The provision in question, Webber said in a telephone interview with Stateline after the bill became law, “had nothing to do with the fiscal stability of the state or modernizing the pension system. It had everything to do with politicians cutting themselves a break.”

Missouri is not the only state that provides better pension terms for its elected officials than it does for other state workers. And there are some reasons why legislators might expect to get a different arrangement than other state workers. Term limits, for example, as well as the need to win elections, reduce lawmakers’ job security and, thus, their ability to work long enough to qualify for pensions. Missouri limits its legislators to eight years in each chamber of the General Assembly, making a 20-year legislative career impossible.

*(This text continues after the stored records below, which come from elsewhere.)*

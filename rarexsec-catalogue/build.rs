//! Stamps the binary with a build identifier
//!
//! `RAREXSEC_BUILD` reads like `0.1.0+3f2a9c1d-dirty (release, 2026-10-18T09:12:00Z)`.
//! Catalogues are compared across rebuilds, so the timestamp honours
//! `SOURCE_DATE_EPOCH` when it is set.

use std::process::Command;

fn git(args: &[&str]) -> Option<String> {
    let output = Command::new("git").args(args).output().ok()?;
    if !output.status.success() {
        return None;
    }
    let text = String::from_utf8(output.stdout).ok()?;
    Some(text.trim().to_string())
}

fn revision() -> String {
    let Some(hash) = git(&["rev-parse", "--short=8", "HEAD"]) else {
        return "nogit".to_string();
    };
    let dirty = git(&["status", "--porcelain", "--untracked-files=no"])
        .map(|changes| !changes.is_empty())
        .unwrap_or(false);
    if dirty {
        format!("{}-dirty", hash)
    } else {
        hash
    }
}

fn build_time() -> String {
    let pinned = std::env::var("SOURCE_DATE_EPOCH")
        .ok()
        .and_then(|secs| secs.trim().parse::<i64>().ok())
        .and_then(|secs| chrono::DateTime::from_timestamp(secs, 0));
    pinned
        .unwrap_or_else(chrono::Utc::now)
        .to_rfc3339_opts(chrono::SecondsFormat::Secs, true)
}

fn main() {
    println!("cargo:rerun-if-env-changed=SOURCE_DATE_EPOCH");
    if let Some(head) = git(&["rev-parse", "--git-path", "HEAD"]) {
        println!("cargo:rerun-if-changed={}", head);
    }

    let version = std::env::var("CARGO_PKG_VERSION").unwrap_or_default();
    let profile = std::env::var("PROFILE").unwrap_or_else(|_| "unknown".to_string());
    println!(
        "cargo:rustc-env=RAREXSEC_BUILD={}+{} ({}, {})",
        version,
        revision(),
        profile,
        build_time()
    );
}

But the debate in Missouri serves as a reminder of just how sensitive pension changes can be — particularly when one group of public servants is seen as getting a much better deal than others. When the lucky group is made up of the politicians who write the rules, Webber says, “it shakes people’s faith that elected officials are looking out for the people and not for themselves.”

Spotlight on lawmakers, too

Missouri’s experience may foreshadow similar lines of criticism as pension reform gains momentum nationally, particularly in places where state workers and retirees are asked to give more and receive less than they were promised.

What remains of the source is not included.